If you could choose to buy products from companies supporting fair trade and campaigning to end testing on animals and child trafficking, would you do so? What about companies that reduce their carbon emissions and opt for cleaner, greener technology? Research suggests that most of us would support them in a heartbeat.
Consumers demand ‘good and green’
Consumers are keen to buy products that are “good and green”. According to Simon Clark from consulting firm Environmental Resources Management (ERM), research shows that consumers prefer to buy from companies trying to reduce their impact on the environment, for one thing.
“Nearly 90% plan to buy more ‘green’ goods in the next 12 months”, Clarke said at a recent sustainability business breakfast hosted by the South African Institute of Chartered Accounts (Saica).
Companies that don’t comply with environmentally friendly practices may find they are driven to make changes for social rather than legal reasons. According to Jako Volschenk, environmental finance lecturer at the University of Stellenbosch Business School, when employees and consumers start to expect environmental activism, a strong “push” factor causes companies to re-look policies. He says that when companies go the extra mile, it’s good for them.
“Afrisam, the South African cement producer, was the first cement company in the world to introduce a CO2 rating on its cement products. The company drove its total emissions down by 34% in a time that its production increased by 54%. Not only do low emissions foretell lower energy bills for Afrisam, but the company charges a premium on its product to environmentally conscious consumers. The numerous awards that Afrisam has won are worth more than any marketing campaign it could hope for,” Volschenk said.
While the market for expensive green products is often small, most consumers would opt for greener options if it doesn’t involve paying a price premium or a reduction in comfort or functionality. A company that can get this right will find a strong support base.
Graduates would prefer to work for ethical companies
Research suggests that today’s graduates are willing to work for environmentally responsible companies, even if they have to accept lower salaries. According to Volschenk, Ipsos Mori conducted a survey in 15 countries and found that 80% of respondents would prefer to work for ethical companies.
“Environmental responsibility is a moral requirement that companies should not be allowed to exist without,” he said. “An American hospital recently decided to source its energy from renewable sources. Its logic was that if their mission was to care for the long-term health of people, it could not justify its contribution to climate change by relying on fossil fuels for its energy needs. The irony is that this hospital now enjoys unprecedented success, confirming that people want to see authentic signs from companies that they care for the greater good. South African companies that seem to understand this are Woolworths and Pick ‘n Pay.”
Woolworths, for example, has become the first South African company to become a member of the Roundtable on Sustainable Palm Oil (RSPO), a global organisation that’s developing a set of standards to address what is takes to produce sustainable palm oil. Palm oil is produced more than any other vegetable oil, but its production has resulted in some deforestation, disruption to human settlements and threats to endangered species.
A company like the Body Shop is also marrying environmental awareness with human rights awareness while offering undeniably good products to consumers. In the United Kingdom, 65% of the Body Shop’s stores are on renewable energy contracts and the company is now introducing plastic bottles made from 100% recycled material — its aim is to make all its PET (polyethylene terephthalate) bottles from this plastic (30-million bottles a year). Their products don’t cost the earth either: a 250ml bath and shower gel costs around R75.

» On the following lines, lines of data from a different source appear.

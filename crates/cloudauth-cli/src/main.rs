//! Main entry point for the cloudauth CLI

use clap::Parser;
use clap_verbosity_flag::LevelFilter;
use cloudauth_cli::cli::Args;
use cloudauth_common::logging::{self, LogFormat};
use color_eyre::eyre::{eyre, Result};

#[tokio::main]
async fn main() -> Result<()> {
    let args = Args::parse();

    // Disable location display (file paths and line numbers)
    color_eyre::config::HookBuilder::default()
        .display_location_section(false)
        .display_env_section(false)
        .install()?;

    match args.verbosity.log_level_filter() {
        LevelFilter::Off | LevelFilter::Error => {}
        _ => {
            std::env::set_var("RUST_LIB_BACKTRACE", "1");
        }
    }

    // Silent unless -v or RUST_LOG asks for events; stdout stays scriptable
    let binary_name = env!("CARGO_BIN_NAME").replace('-', "_");
    let default_filter = format!("{binary_name}=info,cloudauth_sdk=info");
    let format = if args.log_json {
        LogFormat::Json
    } else {
        LogFormat::Compact
    };
    logging::init_cli_logging(&args.verbosity, &default_filter, format)
        .map_err(|e| eyre!("Failed to initialize logging: {}", e))?;

    Ok(args.run().await?)
}
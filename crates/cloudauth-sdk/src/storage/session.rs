//! Process-scoped in-memory storage

use super::{Namespace, StorageBackend};
use crate::auth::types::{AuthError, AuthResult};
use async_trait::async_trait;
use once_cell::sync::Lazy;
use parking_lot::Mutex;
use std::collections::HashMap;
use std::sync::Arc;

type Entries = Arc<Mutex<HashMap<String, String>>>;

/// Map shared by every store created with [`SessionStorage::new`]
static PROCESS_ENTRIES: Lazy<Entries> = Lazy::new(Entries::default);

/// In-memory store living as long as the process
///
/// [`SessionStorage::new`] instances all share one process-wide map, so
/// managers on the same namespace see each other's writes. Objects are kept
/// serialized so the optional quota applies to the bytes actually stored.
#[derive(Debug, Clone)]
pub struct SessionStorage {
    entries: Entries,
    quota_bytes: Option<usize>,
}

impl Default for SessionStorage {
    fn default() -> Self {
        Self {
            entries: PROCESS_ENTRIES.clone(),
            quota_bytes: None,
        }
    }
}

impl SessionStorage {
    /// Handle on the process-wide store
    pub fn new() -> Self {
        Self::default()
    }

    /// Private store, shared only with its own clones
    pub fn isolated() -> Self {
        Self {
            entries: Entries::default(),
            quota_bytes: None,
        }
    }

    /// Private store rejecting writes that would exceed `quota_bytes` in total
    pub fn with_quota(quota_bytes: usize) -> Self {
        Self {
            entries: Entries::default(),
            quota_bytes: Some(quota_bytes),
        }
    }

    /// Bytes currently stored across all namespaces
    pub fn used_bytes(&self) -> usize {
        self.entries.lock().values().map(String::len).sum()
    }
}

#[async_trait]
impl StorageBackend for SessionStorage {
    async fn read(&self, namespace: &str) -> AuthResult<Option<Namespace>> {
        let raw = self.entries.lock().get(namespace).cloned();
        match raw {
            Some(raw) => Ok(Some(serde_json::from_str(&raw)?)),
            None => Ok(None),
        }
    }

    async fn write(&self, namespace: &str, object: &Namespace) -> AuthResult<()> {
        let raw = serde_json::to_string(object)?;
        let mut entries = self.entries.lock();

        if let Some(quota) = self.quota_bytes {
            let others: usize = entries
                .iter()
                .filter(|(name, _)| name.as_str() != namespace)
                .map(|(_, value)| value.len())
                .sum();
            if others + raw.len() > quota {
                return Err(AuthError::StorageError(format!(
                    "Session storage quota of {quota} bytes exceeded"
                )));
            }
        }

        entries.insert(namespace.to_string(), raw);
        Ok(())
    }

    async fn remove(&self, namespace: &str) -> AuthResult<()> {
        self.entries.lock().remove(namespace);
        Ok(())
    }

    fn name(&self) -> &str {
        "session"
    }
}
//! Token acquisition handler

use crate::error::Result;
use crate::output::{json_output, print_info, print_success};
use chrono::{DateTime, TimeZone, Utc};
use cloudauth_sdk::{
    storage::LocalStorage, AuthContext, AuthManager, FlowKind, SdkConfig, StorageManager,
};
use serde::Serialize;
use std::path::Path;
use tracing::debug;

/// Key the context is cached under
const CONTEXT_KEY: &str = "context";

/// Options of the `token` command
#[derive(Debug, Clone, Default)]
pub struct TokenOptions {
    pub flow: Option<FlowKind>,
    pub header: bool,
    pub cache: bool,
    pub fresh: bool,
    pub json: bool,
}

/// Token details printed with `--json`
#[derive(Debug, Serialize)]
pub struct TokenReport {
    pub flow: &'static str,
    pub token_type: String,
    pub access_token: String,
    pub expires_at: Option<DateTime<Utc>>,
    #[serde(skip_serializing_if = "Option::is_none")]
    pub scope: Option<String>,
}

impl TokenReport {
    pub fn new(flow: &'static str, context: &AuthContext) -> Self {
        Self {
            flow,
            token_type: context.token_type.clone(),
            access_token: context.access_token.clone(),
            expires_at: Utc.timestamp_millis_opt(context.token_expiration).single(),
            scope: context.scope.clone(),
        }
    }
}

/// Storage namespace for a flow/client pair
pub fn cache_namespace(config: &SdkConfig) -> String {
    let flow = config.flow();
    format!("token-{}-{}", flow.name(), config.auth.client_id)
}

/// Handle the `token` command
pub async fn handle_token(config_path: Option<&Path>, options: TokenOptions) -> Result<()> {
    let mut config = SdkConfig::load(config_path)?;
    if let Some(flow) = options.flow {
        config.flow = flow;
    }

    let manager = config.build_manager()?;
    let storage = if options.cache {
        Some(StorageManager::local(
            cache_namespace(&config),
            LocalStorage::default_dir()?,
        ))
    } else {
        None
    };

    if let Some(storage) = &storage {
        restore(storage, &manager, options.fresh).await?;
    }

    let header = manager.authorization_header().await?;
    let context = manager.context().await;

    if let Some(storage) = &storage {
        storage.add(CONTEXT_KEY, &context).await?;
        debug!("Cached token in namespace {}", storage.namespace());
    }

    if options.json {
        return json_output(&TokenReport::new(manager.flow().name(), &context));
    }

    if options.header {
        println!("{header}");
    } else {
        println!("{}", context.access_token);
    }

    if let Some(expires_at) = Utc.timestamp_millis_opt(context.token_expiration).single() {
        print_info(&format!(
            "Token expires at {}",
            expires_at.format("%Y-%m-%d %H:%M:%S UTC")
        ));
    }
    Ok(())
}

async fn restore(storage: &StorageManager, manager: &AuthManager, fresh: bool) -> Result<()> {
    if fresh {
        storage.delete().await?;
        print_success("Cleared cached token");
        return Ok(());
    }

    if let Some(context) = storage.get::<AuthContext>(CONTEXT_KEY).await? {
        debug!("Restoring cached token from {}", storage.namespace());
        manager.restore_context(context).await;
    }
    Ok(())
}

#[cfg(test)]
mod tests {
    use super::*;
    use cloudauth_sdk::AuthManagerSettings;

    #[test]
    fn test_report_from_context() {
        let context = AuthContext {
            access_token: "abc".to_string(),
            token_type: "Bearer".to_string(),
            token_expiration: 1_700_000_000_000,
            scope: Some("openid".to_string()),
            ..Default::default()
        };

        let report = TokenReport::new("refresh", &context);
        let json = serde_json::to_value(&report).unwrap();

        assert_eq!(json["flow"], "refresh");
        assert_eq!(json["access_token"], "abc");
        assert_eq!(json["expires_at"], "2023-11-14T22:13:20Z");
        assert_eq!(json["scope"], "openid");
    }

    #[test]
    fn test_cache_namespace_per_flow_and_client() {
        let mut config = SdkConfig {
            auth: AuthManagerSettings::new("https://auth.example.com", "cli-app"),
            ..Default::default()
        };
        assert_eq!(cache_namespace(&config), "token-client_credentials-cli-app");

        config.flow = FlowKind::Pkce;
        assert_eq!(cache_namespace(&config), "token-pkce-cli-app");
    }

    #[tokio::test]
    async fn test_restore_seeds_manager() {
        let dir = tempfile::TempDir::new().unwrap();
        let storage = StorageManager::local("tokens", dir.path());
        let context = AuthContext {
            access_token: "cached".to_string(),
            token_type: "Bearer".to_string(),
            token_expiration: Utc::now().timestamp_millis() + 3_600_000,
            ..Default::default()
        };
        storage.add(CONTEXT_KEY, &context).await.unwrap();

        let config = SdkConfig {
            auth: AuthManagerSettings::new("https://auth.example.com", "cli-app"),
            ..Default::default()
        };
        let manager = config.build_manager().unwrap();
        restore(&storage, &manager, false).await.unwrap();

        assert_eq!(manager.get_access_token().await.unwrap(), "cached");

        restore(&storage, &manager, true).await.unwrap();
        assert_eq!(storage.get::<AuthContext>(CONTEXT_KEY).await.unwrap(), None);
    }
}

Investors weigh up risk and return
According to Julie Hudson, head of Socially Responsible Investment Research at UBS, who was in South Africa last week, said 2011 will be a busy year for activists, including shareholders and investors. Generalising, perceptions of corporate excess and indifference to the environment can potentially hurt brand value. In the aftermath of the credit crunch it is stating the obvious to say that companies need to look to their reputations more than ever.
Environmental, social and governance (ESG) issues are becoming increasingly important to the investor. The flip side of this is that “ESG integration” (which for firms means managing the environmental social and governance issues that are core to the business model) is also becoming critical for companies. Investors are increasingly thinking about how ESG issues can change the competitive landscape for the firms they invest in.
Hudson highlights a scheme (recently featured in the Financial Times) whereby a group of clothing and footwear manufacturers like Adidas, Marks & Spencer, Wal-Mart, Gap, JC Penney, Levi Strauss, Nike, H&M and Li & Fung are working on a “labelling methodology” that is expected to show customers how product production and usage impact on the environment. Transparency with regard to supply chains also happens to be of great interest to investors looking to analyse company business models with respect to potential risk and return.
The bottom line is, if a company is selling quality products that consumers can buy in good conscience, without paying more than they might expect to pay for such products, that company can be fairly certain it’s doing something right. And it’s quite likely investors will concur.